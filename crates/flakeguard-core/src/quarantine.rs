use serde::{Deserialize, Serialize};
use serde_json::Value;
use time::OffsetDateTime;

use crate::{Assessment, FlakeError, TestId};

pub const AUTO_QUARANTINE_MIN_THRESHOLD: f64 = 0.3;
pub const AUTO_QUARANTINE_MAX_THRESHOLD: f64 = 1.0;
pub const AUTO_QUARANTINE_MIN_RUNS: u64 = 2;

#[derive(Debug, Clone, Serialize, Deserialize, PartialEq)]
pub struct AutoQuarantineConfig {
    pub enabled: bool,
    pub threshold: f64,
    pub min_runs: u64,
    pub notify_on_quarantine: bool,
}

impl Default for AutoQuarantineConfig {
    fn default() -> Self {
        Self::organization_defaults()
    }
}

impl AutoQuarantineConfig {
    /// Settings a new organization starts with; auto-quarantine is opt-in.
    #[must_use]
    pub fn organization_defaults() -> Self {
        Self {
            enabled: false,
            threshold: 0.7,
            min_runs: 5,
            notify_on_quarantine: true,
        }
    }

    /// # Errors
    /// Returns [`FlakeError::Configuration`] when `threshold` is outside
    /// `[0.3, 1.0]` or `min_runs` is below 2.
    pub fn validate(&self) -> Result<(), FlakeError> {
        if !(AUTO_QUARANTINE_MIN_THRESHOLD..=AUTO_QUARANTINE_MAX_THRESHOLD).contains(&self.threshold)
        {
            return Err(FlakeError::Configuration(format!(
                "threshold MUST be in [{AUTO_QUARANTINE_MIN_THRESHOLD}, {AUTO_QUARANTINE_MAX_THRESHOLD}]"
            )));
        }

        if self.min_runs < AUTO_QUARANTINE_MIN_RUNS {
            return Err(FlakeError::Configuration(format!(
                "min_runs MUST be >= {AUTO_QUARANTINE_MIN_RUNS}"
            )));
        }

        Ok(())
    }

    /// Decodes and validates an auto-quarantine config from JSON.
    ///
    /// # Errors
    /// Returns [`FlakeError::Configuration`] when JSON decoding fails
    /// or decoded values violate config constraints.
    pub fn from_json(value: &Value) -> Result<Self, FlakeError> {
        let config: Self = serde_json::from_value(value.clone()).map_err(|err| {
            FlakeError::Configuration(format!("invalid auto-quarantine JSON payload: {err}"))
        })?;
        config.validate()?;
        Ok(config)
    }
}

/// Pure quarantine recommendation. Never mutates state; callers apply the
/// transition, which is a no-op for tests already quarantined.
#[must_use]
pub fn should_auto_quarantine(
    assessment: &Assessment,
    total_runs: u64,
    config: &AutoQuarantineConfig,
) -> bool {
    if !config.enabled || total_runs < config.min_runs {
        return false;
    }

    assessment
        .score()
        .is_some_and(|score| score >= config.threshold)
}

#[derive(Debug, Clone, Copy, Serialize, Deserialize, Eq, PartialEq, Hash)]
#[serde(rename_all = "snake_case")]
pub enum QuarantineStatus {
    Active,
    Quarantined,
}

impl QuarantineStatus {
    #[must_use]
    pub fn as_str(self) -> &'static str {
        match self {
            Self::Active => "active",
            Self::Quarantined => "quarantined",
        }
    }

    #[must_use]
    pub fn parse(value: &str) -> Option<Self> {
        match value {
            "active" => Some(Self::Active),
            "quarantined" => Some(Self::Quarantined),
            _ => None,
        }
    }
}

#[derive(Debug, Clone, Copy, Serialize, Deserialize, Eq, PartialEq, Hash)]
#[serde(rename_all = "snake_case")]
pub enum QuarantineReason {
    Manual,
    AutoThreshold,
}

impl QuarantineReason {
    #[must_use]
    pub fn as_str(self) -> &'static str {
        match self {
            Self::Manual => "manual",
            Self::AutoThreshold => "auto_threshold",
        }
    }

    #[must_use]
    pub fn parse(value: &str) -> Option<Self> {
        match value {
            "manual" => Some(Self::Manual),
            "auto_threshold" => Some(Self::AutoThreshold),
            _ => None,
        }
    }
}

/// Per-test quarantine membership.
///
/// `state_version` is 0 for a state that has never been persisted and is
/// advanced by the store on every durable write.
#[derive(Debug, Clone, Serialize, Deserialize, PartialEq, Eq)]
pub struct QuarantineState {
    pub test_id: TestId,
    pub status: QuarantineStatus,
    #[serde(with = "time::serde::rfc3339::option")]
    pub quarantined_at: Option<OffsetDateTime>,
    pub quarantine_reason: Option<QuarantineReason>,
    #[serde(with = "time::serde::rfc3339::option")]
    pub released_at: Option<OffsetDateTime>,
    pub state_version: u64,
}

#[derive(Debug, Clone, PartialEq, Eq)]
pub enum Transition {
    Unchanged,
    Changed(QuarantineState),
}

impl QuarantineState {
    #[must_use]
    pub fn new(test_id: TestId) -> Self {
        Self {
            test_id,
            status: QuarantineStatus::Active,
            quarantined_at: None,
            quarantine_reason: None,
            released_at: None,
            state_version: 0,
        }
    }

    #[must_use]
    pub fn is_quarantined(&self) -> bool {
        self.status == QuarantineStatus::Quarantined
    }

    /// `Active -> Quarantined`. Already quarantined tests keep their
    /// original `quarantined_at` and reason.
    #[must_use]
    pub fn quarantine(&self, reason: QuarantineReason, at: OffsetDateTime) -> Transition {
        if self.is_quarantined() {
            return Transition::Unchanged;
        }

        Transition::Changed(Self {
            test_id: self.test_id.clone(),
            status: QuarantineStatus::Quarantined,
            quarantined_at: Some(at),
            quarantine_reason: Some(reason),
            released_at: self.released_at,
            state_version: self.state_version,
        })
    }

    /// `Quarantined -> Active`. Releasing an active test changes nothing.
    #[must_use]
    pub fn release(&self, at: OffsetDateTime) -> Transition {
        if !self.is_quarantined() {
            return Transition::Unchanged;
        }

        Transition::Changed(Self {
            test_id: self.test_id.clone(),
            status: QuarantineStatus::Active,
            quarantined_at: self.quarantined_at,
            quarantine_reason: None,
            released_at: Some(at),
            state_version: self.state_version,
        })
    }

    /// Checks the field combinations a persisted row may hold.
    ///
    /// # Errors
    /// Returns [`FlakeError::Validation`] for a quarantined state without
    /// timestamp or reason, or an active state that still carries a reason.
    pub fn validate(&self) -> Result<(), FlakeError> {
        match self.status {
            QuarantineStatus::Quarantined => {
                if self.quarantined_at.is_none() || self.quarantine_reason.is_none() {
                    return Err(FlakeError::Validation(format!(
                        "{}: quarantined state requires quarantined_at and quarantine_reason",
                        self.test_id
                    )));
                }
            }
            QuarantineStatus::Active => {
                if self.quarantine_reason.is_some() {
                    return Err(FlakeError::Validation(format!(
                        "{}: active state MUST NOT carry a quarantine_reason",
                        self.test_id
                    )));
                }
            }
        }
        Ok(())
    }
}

----------

(Work order): Return, line for line and unchanged, the data from its first line through the line containing "pub fn from_json(value: &Value)".

(Solution for this problem):
filename crates/flakeguard-core/src/quarantine.rs
use serde::{Deserialize, Serialize};
use serde_json::Value;
use time::OffsetDateTime;

use crate::{Assessment, FlakeError, TestId};

pub const AUTO_QUARANTINE_MIN_THRESHOLD: f64 = 0.3;
pub const AUTO_QUARANTINE_MAX_THRESHOLD: f64 = 1.0;
pub const AUTO_QUARANTINE_MIN_RUNS: u64 = 2;

#[derive(Debug, Clone, Serialize, Deserialize, PartialEq)]
pub struct AutoQuarantineConfig {
    pub enabled: bool,
    pub threshold: f64,
    pub min_runs: u64,
    pub notify_on_quarantine: bool,
}

impl Default for AutoQuarantineConfig {
    fn default() -> Self {
        Self::organization_defaults()
    }
}

impl AutoQuarantineConfig {
    /// Settings a new organization starts with; auto-quarantine is opt-in.
    #[must_use]
    pub fn organization_defaults() -> Self {
        Self {
            enabled: false,
            threshold: 0.7,
            min_runs: 5,
            notify_on_quarantine: true,
        }
    }

    /// # Errors
    /// Returns [`FlakeError::Configuration`] when `threshold` is outside
    /// `[0.3, 1.0]` or `min_runs` is below 2.
    pub fn validate(&self) -> Result<(), FlakeError> {
        if !(AUTO_QUARANTINE_MIN_THRESHOLD..=AUTO_QUARANTINE_MAX_THRESHOLD).contains(&self.threshold)
        {
            return Err(FlakeError::Configuration(format!(
                "threshold MUST be in [{AUTO_QUARANTINE_MIN_THRESHOLD}, {AUTO_QUARANTINE_MAX_THRESHOLD}]"
            )));
        }

        if self.min_runs < AUTO_QUARANTINE_MIN_RUNS {
            return Err(FlakeError::Configuration(format!(
                "min_runs MUST be >= {AUTO_QUARANTINE_MIN_RUNS}"
            )));
        }

        Ok(())
    }

    /// Decodes and validates an auto-quarantine config from JSON.
    ///
    /// # Errors
    /// Returns [`FlakeError::Configuration`] when JSON decoding fails
    /// or decoded values violate config constraints.
    pub fn from_json(value: &Value) -> Result<Self, FlakeError> {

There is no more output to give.